Gli amici. Più di un centinaio, collegati in whatsapp, hanno utili scambi di idee e notizie. Collaborano a qualche iniziativa concreta di azione missionaria, come la missione al carcere di Kabare. 
I formandi. Sono una quarantina. Per loro teniamo ritiri che si alternano mensilmente agli incontri organizzativi. Due o tre sessioni annuali di quattro o cinque fine-settimana arricchiscono la loro formazione biblica, liturgica, storica e pastorale. Tre giorni di Esercizi Spirituali annuali danno il tono cristiano-missionario a tutto l’anno di formazione.
Gli agenti in patria. Come gruppo, sono impegnati solo per la missione al carcere di Kabare, dove riusciamo a recarci solo ogni due mesi.
Gli agenti all’estero. Per ora, nessuno è pronto, ma, tra i nostri giovani, si può già immaginare qualcuno da inviare in qualche missione del Mozambico.
La domenica delle Palme nella Cappella dei Martiri è stata l’unica liturgia della settimana santa celebrata lì.
Per le liturgie del Triduo Pasquale, anche i nostri studenti si sono recati in Cattedrale che è la nostra parrocchia.
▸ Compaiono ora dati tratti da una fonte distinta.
use indexmap::IndexMap;
use serde::{Deserialize, Serialize};

use super::Span;

/// The universal entity kinds this engine detects.
///
/// Percentages are not a top-level kind: the detector reports them as
/// `Measurement` with `measurement_type = "percentage"`. Range indicators
/// exist only as raw entities; normalization folds them into measurement
/// ranges and never assigns them an ID of their own.
#[derive(Debug, Clone, Copy, PartialEq, Eq, Hash, PartialOrd, Ord, Serialize, Deserialize)]
#[serde(rename_all = "snake_case")]
pub enum EntityKind {
    Person,
    Org,
    Loc,
    Gpe,
    Date,
    Time,
    Money,
    Measurement,
    Phone,
    Email,
    Url,
    Regulation,
    RangeIndicator,
}

impl EntityKind {
    pub fn as_str(&self) -> &'static str {
        match self {
            Self::Person => "person",
            Self::Org => "org",
            Self::Loc => "loc",
            Self::Gpe => "gpe",
            Self::Date => "date",
            Self::Time => "time",
            Self::Money => "money",
            Self::Measurement => "measurement",
            Self::Phone => "phone",
            Self::Email => "email",
            Self::Url => "url",
            Self::Regulation => "regulation",
            Self::RangeIndicator => "range_indicator",
        }
    }

    pub fn from_str(s: &str) -> Option<Self> {
        match s.to_lowercase().as_str() {
            "person" | "people" => Some(Self::Person),
            "org" | "orgs" => Some(Self::Org),
            "loc" => Some(Self::Loc),
            "gpe" => Some(Self::Gpe),
            "date" => Some(Self::Date),
            "time" => Some(Self::Time),
            "money" => Some(Self::Money),
            "measurement" => Some(Self::Measurement),
            "phone" => Some(Self::Phone),
            "email" => Some(Self::Email),
            "url" => Some(Self::Url),
            "regulation" => Some(Self::Regulation),
            "range_indicator" => Some(Self::RangeIndicator),
            _ => None,
        }
    }

    /// Prefix used for document-scoped entity IDs (`p001`, `meas007`, ...).
    /// DATE and TIME share the `d` namespace. Range indicators never receive
    /// an ID; they fold into `meas` ranges.
    pub fn id_prefix(&self) -> &'static str {
        match self {
            Self::Person => "p",
            Self::Org => "org",
            Self::Loc => "loc",
            Self::Gpe => "gpe",
            Self::Date | Self::Time => "d",
            Self::Money => "mon",
            Self::Measurement | Self::RangeIndicator => "meas",
            Self::Phone => "tel",
            Self::Email => "mail",
            Self::Url => "url",
            Self::Regulation => "reg",
        }
    }
}

/// A ground-truth record of what a detector saw at a specific byte range,
/// prior to any normalization. Invariant: `markdown[span] == text`.
#[derive(Debug, Clone, PartialEq, Serialize, Deserialize)]
pub struct RawEntity {
    pub kind: EntityKind,
    pub span: Span,
    pub text: String,
    /// Which automaton or named pattern produced the match
    /// (e.g. `gazetteer`, `date_iso`, `measurement_range`).
    pub detector_tag: String,
    #[serde(skip_serializing_if = "Option::is_none")]
    pub subcategory: Option<String>,
}

/// A typed metadata value carried on canonical entities.
#[derive(Debug, Clone, PartialEq, Serialize, Deserialize)]
#[serde(untagged)]
pub enum MetaValue {
    Null,
    Bool(bool),
    Int(i64),
    Float(f64),
    Str(String),
}

impl From<&str> for MetaValue {
    fn from(s: &str) -> Self {
        Self::Str(s.to_string())
    }
}

impl From<String> for MetaValue {
    fn from(s: String) -> Self {
        Self::Str(s)
    }
}

impl From<i64> for MetaValue {
    fn from(v: i64) -> Self {
        Self::Int(v)
    }
}

impl From<f64> for MetaValue {
    fn from(v: f64) -> Self {
        Self::Float(v)
    }
}

/// The normalized, ID-bearing record for a real-world referent within one
/// document.
///
/// `mentions` holds indices into the document's `raw_entities` list, ordered
/// by increasing `span.start`. A mention of a different kind may appear here
/// when normalization merged a nested detection into its container (for
/// example a bare year inside a regulation citation).
#[derive(Debug, Clone, PartialEq, Serialize, Deserialize)]
pub struct CanonicalEntity {
    /// Document-scoped stable ID: kind prefix + zero-padded ordinal.
    pub entity_id: String,
    pub kind: EntityKind,
    /// Type-dependent canonical form (ISO-8601 date, SI measurement, ...).
    pub normalized: String,
    /// Distinct surface forms observed, in first-seen order.
    pub aliases: Vec<String>,
    /// Indices into `DocumentRecord::raw_entities`, in span order.
    pub mentions: Vec<usize>,
    pub count: usize,
    pub metadata: IndexMap<String, MetaValue>,
}

#[cfg(test)]
mod tests {
    use super::*;

    #[test]
    fn id_prefixes_match_wire_format() {
        assert_eq!(EntityKind::Person.id_prefix(), "p");
        assert_eq!(EntityKind::Date.id_prefix(), "d");
        assert_eq!(EntityKind::Time.id_prefix(), "d");
        assert_eq!(EntityKind::Measurement.id_prefix(), "meas");
        assert_eq!(EntityKind::Regulation.id_prefix(), "reg");
    }

    #[test]
    fn kind_round_trips_through_strings() {
        for kind in [
            EntityKind::Person,
            EntityKind::Gpe,
            EntityKind::Money,
            EntityKind::RangeIndicator,
        ] {
            assert_eq!(EntityKind::from_str(kind.as_str()), Some(kind));
        }
    }
}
Lo spirito ecclesiale, infatti, è una dimensione fondamentale della missione.
Nella liturgia delle Palme non c’è stato niente di speciale se non la vivacità e il gran numero di fedeli dentro e fuori la Cappella.
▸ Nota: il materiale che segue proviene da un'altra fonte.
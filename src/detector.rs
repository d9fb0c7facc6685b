use std::time::Instant;

use aho_corasick::AhoCorasick;
use regex::{Regex, RegexSet};

use crate::corpus::GazetteerEntry;
use crate::error::{Error, Result};
use crate::helpers::token_bounded;
use crate::patterns::{structured_patterns, PatternSpec};
use crate::tables::Tables;
use crate::types::{EntityKind, RawEntity, Span};

// ---------------------------------------------------------------------------
// Gazetteer automaton  (PERSON / ORG / LOC / GPE)
// ---------------------------------------------------------------------------

/// One case-insensitive Aho-Corasick automaton over every gazetteer surface
/// form. The match payload carries `(kind, subcategory)` keyed by pattern ID.
#[derive(Debug)]
pub(crate) struct GazetteerAutomaton {
    ac: AhoCorasick,
    payloads: Vec<(EntityKind, Option<String>)>,
}

impl GazetteerAutomaton {
    pub fn build(entries: Vec<GazetteerEntry>) -> Result<Self> {
        let mut patterns = Vec::with_capacity(entries.len());
        let mut payloads = Vec::with_capacity(entries.len());
        for entry in entries {
            patterns.push(entry.surface);
            payloads.push((entry.kind, entry.subcategory));
        }
        let ac = AhoCorasick::builder()
            .ascii_case_insensitive(true)
            .build(&patterns)?;
        Ok(Self { ac, payloads })
    }

    pub fn entry_count(&self) -> usize {
        self.payloads.len()
    }

    /// Scan `text` for gazetteer hits. Matches must sit on token boundaries;
    /// PERSON hits preceded by a known honorific extend left to include it so
    /// normalization can strip the title and keep the titled form as alias.
    pub fn scan(&self, text: &str, tables: &Tables) -> Vec<RawEntity> {
        let mut raws = Vec::new();
        for mat in self.ac.find_overlapping_iter(text) {
            if !token_bounded(text, mat.start(), mat.end()) {
                continue;
            }
            let (kind, ref subcategory) = self.payloads[mat.pattern().as_usize()];
            let mut start = mat.start();
            if kind == EntityKind::Person {
                start = expand_honorific(text, start, tables);
            }
            let span = Span::new(start, mat.end());
            raws.push(RawEntity {
                kind,
                text: span.slice(text).to_string(),
                span,
                detector_tag: "gazetteer".to_string(),
                subcategory: subcategory.clone(),
            });
        }
        resolve_overlaps(raws)
    }
}

/// If the bytes immediately before `start` are `<honorific> `, move the span
/// start onto the honorific. Only one title is consumed; `Prof. Dr.` chains
/// are not a thing in the corpora this engine targets.
fn expand_honorific(text: &str, start: usize, tables: &Tables) -> usize {
    // Compare raw bytes: an arbitrary `start - needle_len` offset may not be
    // a char boundary in the surrounding text.
    let bytes = text.as_bytes();
    for title in tables.honorifics() {
        let needle_len = title.len() + 1;
        if start < needle_len {
            continue;
        }
        let tail = &bytes[start - needle_len..start];
        if tail.last() == Some(&b' ') && &tail[..title.len()] == title.as_bytes() {
            let new_start = start - needle_len;
            // Only the left edge matters; the right edge continues into the name.
            if new_start == 0 || !crate::helpers::is_word_byte(bytes[new_start - 1]) {
                return new_start;
            }
        }
    }
    start
}

// ---------------------------------------------------------------------------
// Structured regex set  (DATE / TIME / MONEY / MEASUREMENT / ...)
// ---------------------------------------------------------------------------

/// A single compiled multi-regex whose match payload is the pattern name.
///
/// `RegexSet` answers "which patterns occur at all?" in one linear pass;
/// only the patterns that occur are then run individually for byte-exact
/// spans. Both passes are finite-automaton and linear in the input.
#[derive(Debug)]
pub(crate) struct StructuredRegexSet {
    set: RegexSet,
    regexes: Vec<Regex>,
    specs: Vec<PatternSpec>,
}

impl StructuredRegexSet {
    pub fn build(tables: &Tables) -> Result<Self> {
        let specs = structured_patterns(tables);

        let mut regexes = Vec::with_capacity(specs.len());
        for spec in &specs {
            let re = Regex::new(&spec.pattern).map_err(|e| Error::InvalidPattern {
                name: spec.name.to_string(),
                source: Box::new(e),
            })?;
            // Init-time guard: a zero-length match would make the emit loop
            // spin in place.
            if re.find("").is_some() {
                return Err(Error::DegeneratePattern {
                    name: spec.name.to_string(),
                });
            }
            regexes.push(re);
        }

        let set = RegexSet::new(specs.iter().map(|s| s.pattern.as_str())).map_err(|e| {
            Error::InvalidPattern {
                name: "structured_set".to_string(),
                source: Box::new(e),
            }
        })?;

        Ok(Self {
            set,
            regexes,
            specs,
        })
    }

    pub fn pattern_count(&self) -> usize {
        self.specs.len()
    }

    /// Scan `text` with every pattern that occurs. Returns the raw entities
    /// plus a flag saying whether the deadline cut the scan short.
    pub fn scan(&self, text: &str, deadline: Option<Instant>) -> (Vec<RawEntity>, bool) {
        let mut raws = Vec::new();
        let mut timed_out = false;

        for idx in self.set.matches(text) {
            if deadline.map_or(false, |d| Instant::now() >= d) {
                timed_out = true;
                break;
            }
            let spec = &self.specs[idx];
            let re = &self.regexes[idx];
            match spec.name {
                "measurement_range" => explode_ranges(re, text, &mut raws),
                "url" => scan_urls(re, text, &mut raws),
                _ => {
                    for mat in re.find_iter(text) {
                        let span = Span::new(mat.start(), mat.end());
                        raws.push(RawEntity {
                            kind: spec.kind,
                            text: mat.as_str().to_string(),
                            span,
                            detector_tag: spec.name.to_string(),
                            subcategory: None,
                        });
                    }
                }
            }
        }

        (resolve_overlaps(raws), timed_out)
    }
}

/// Explode one compound `NUM [unit] JOIN NUM unit` hit into its three
/// constituent raw entities. The capture groups are, in order: first number,
/// optional first unit, joiner, second number, second unit.
fn explode_ranges(re: &Regex, text: &str, raws: &mut Vec<RawEntity>) {
    for caps in re.captures_iter(text) {
        let (Some(num1), Some(joiner), Some(num2), Some(unit2)) =
            (caps.get(1), caps.get(3), caps.get(4), caps.get(5))
        else {
            continue;
        };

        let first_end = caps.get(2).map_or(num1.end(), |u| u.end());
        let first = Span::new(num1.start(), first_end);
        raws.push(RawEntity {
            kind: EntityKind::Measurement,
            text: first.slice(text).to_string(),
            span: first,
            detector_tag: "measurement_range".to_string(),
            subcategory: None,
        });

        let join_span = Span::new(joiner.start(), joiner.end());
        raws.push(RawEntity {
            kind: EntityKind::RangeIndicator,
            text: join_span.slice(text).to_string(),
            span: join_span,
            detector_tag: "range_indicator".to_string(),
            subcategory: None,
        });

        let second = Span::new(num2.start(), unit2.end());
        raws.push(RawEntity {
            kind: EntityKind::Measurement,
            text: second.slice(text).to_string(),
            span: second,
            detector_tag: "measurement_range".to_string(),
            subcategory: None,
        });
    }
}

/// URLs need their trailing sentence punctuation trimmed: `see https://x.org.`
/// must not capture the final period.
fn scan_urls(re: &Regex, text: &str, raws: &mut Vec<RawEntity>) {
    for mat in re.find_iter(text) {
        let trimmed = mat
            .as_str()
            .trim_end_matches(['.', ',', ';', ':', '!', '?', ')']);
        if trimmed.is_empty() {
            continue;
        }
        let span = Span::new(mat.start(), mat.start() + trimmed.len());
        raws.push(RawEntity {
            kind: EntityKind::Url,
            text: trimmed.to_string(),
            span,
            detector_tag: "url".to_string(),
            subcategory: None,
        });
    }
}

// ---------------------------------------------------------------------------
// Overlap resolution
// ---------------------------------------------------------------------------

/// Resolve overlaps within each kind family: at a shared start the longest
/// match wins; on partial overlap the earlier start wins. Cross-kind
/// overlaps are preserved (normalization decides whether to merge them).
/// Exact duplicates from different patterns collapse to one.
pub(crate) fn resolve_overlaps(mut raws: Vec<RawEntity>) -> Vec<RawEntity> {
    raws.sort_by(|a, b| {
        a.span
            .start
            .cmp(&b.span.start)
            .then(b.span.end.cmp(&a.span.end))
            .then(a.kind.cmp(&b.kind))
    });
    raws.dedup_by(|a, b| a.kind == b.kind && a.span == b.span);

    let mut kept: Vec<RawEntity> = Vec::with_capacity(raws.len());
    let mut last_end_per_kind: std::collections::HashMap<EntityKind, usize> =
        std::collections::HashMap::new();
    for raw in raws {
        let last_end = last_end_per_kind.get(&raw.kind).copied().unwrap_or(0);
        if raw.span.start < last_end {
            continue;
        }
        last_end_per_kind.insert(raw.kind, raw.span.end);
        kept.push(raw);
    }
    kept
}

/// Run both matchers over the same buffer and merge their outputs into one
/// span-ordered stream. The two scans are independent, so they run on
/// separate cores via `rayon::join`.
pub(crate) fn detect(
    text: &str,
    gazetteer: &GazetteerAutomaton,
    structured: &StructuredRegexSet,
    tables: &Tables,
    deadline: Option<Instant>,
) -> (Vec<RawEntity>, bool) {
    let (mut gaz_raws, (structured_raws, timed_out)) = rayon::join(
        || gazetteer.scan(text, tables),
        || structured.scan(text, deadline),
    );

    gaz_raws.extend(structured_raws);
    gaz_raws.sort_by(|a, b| {
        a.span
            .start
            .cmp(&b.span.start)
            .then(b.span.end.cmp(&a.span.end))
            .then(a.kind.cmp(&b.kind))
    });
    (gaz_raws, timed_out)
}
La celebrazione del Giovedì Santo con i carcerati di Kabare è stata programmata dai Laici Saveriani con più di un mese di anticipo, perché la lavanda dei piedi, che doveva essere un momento forte della nostra missione, presentava anche aspetti critici. Il direttore del carcere ha accettato la proposta senza porre nessuna obiezione, neanche sull’eventuale pericolo Covid. Noi, però, abbiamo previsto tutte le precauzioni consigliate in questo periodo di pandemia, benché qui non sia affatto così preoccupante come in Europa. Abbiamo anche tenuto presente che i detrattori della Chiesa, qualche mese fa, avevano accusato falsamente il cappellano delle prigioni di Bukavu di intossicazione alimentare. Sarebbero stati pronti ad accusare anche noi, inventando qualche caso di Covid nel carcere. Ecco le precauzioni: dodici paia di guanti per chi avrebbe lavato i piedi, in più dodici bacinelle e dodici asciugamani che ognuno dei ‘lavandi’ avrebbe poi tenuto con sé.

Ed ecco il nucleo della missione. Le persone rivestite di autorità nei confronti dei carcerati avrebbero lavato i piedi a due dei dodici detenuti scelti per questa liturgia. Avrei cominciato io, presbitero, come presidente dell’assemblea liturgica. Al posto del direttore, abbiamo trovato il suo vice. Un medico laico-saveriano è stato scelto, anche perché è urgente programmare in questo carcere un’azione forte di disinfestazione dalla scabbia. Proprio a lui è toccato di lavare i piedi a un detenuto che presentava segni di scabbia. Gli altri tre ‘lavandai’ sono stati presi tra i carcerati stessi, poiché in Congo, l’interno del carcere costituisce una ‘vera repubblica’. Il C.G. (Chef Général, in kiswahili KAPITA) ne è il presidente e con i suoi ministri comanda più del direttore, anzi spadroneggia sui suoi compagni carcerati, fino a estorsioni e pene fisiche... Lui e il suo vice hanno lavato i piedi ad altri quattro carcerati. Due donne erano state preparate per la lavanda. E a lavar loro i piedi è stata la responsabile delle donne.

Con voce chiara, forte e solenne, ho riletto le parole di Gesù: “Avete capito?... Gesù, vero sommo Signore, Lui il più intelligente tra i maestri, lava i piedi, si mette al servizio, serve fino a dare la vita sulla Croce. Dunque, chiunque non sia in grado di servire e, al contrario, maltratta gli altri e li sfrutta non è intelligente e non è degno di essere chiamato capo!”.
Evidentemente, in futuro il richiamo a questa liturgia del Giovedì Santo sarà frequente. Già in passato una delle parole programmatiche era: “Siete compagni di sventura nella sofferenza comune del carcere: non aumentate le vostre pene con divisioni, dispute e violenze anche tra voi!”.

L’attività dei laici-saveriani nel carcere è ancora in via di organizzazione, affinché possa abbracciare anche il settore giudiziario (molti sono lì senza vera colpa!) e il settore accoglienza/formazione all’uscita nel mondo congolese che non solo cambia, ma si deteriora sempre più nel suo tessuto socio-politico.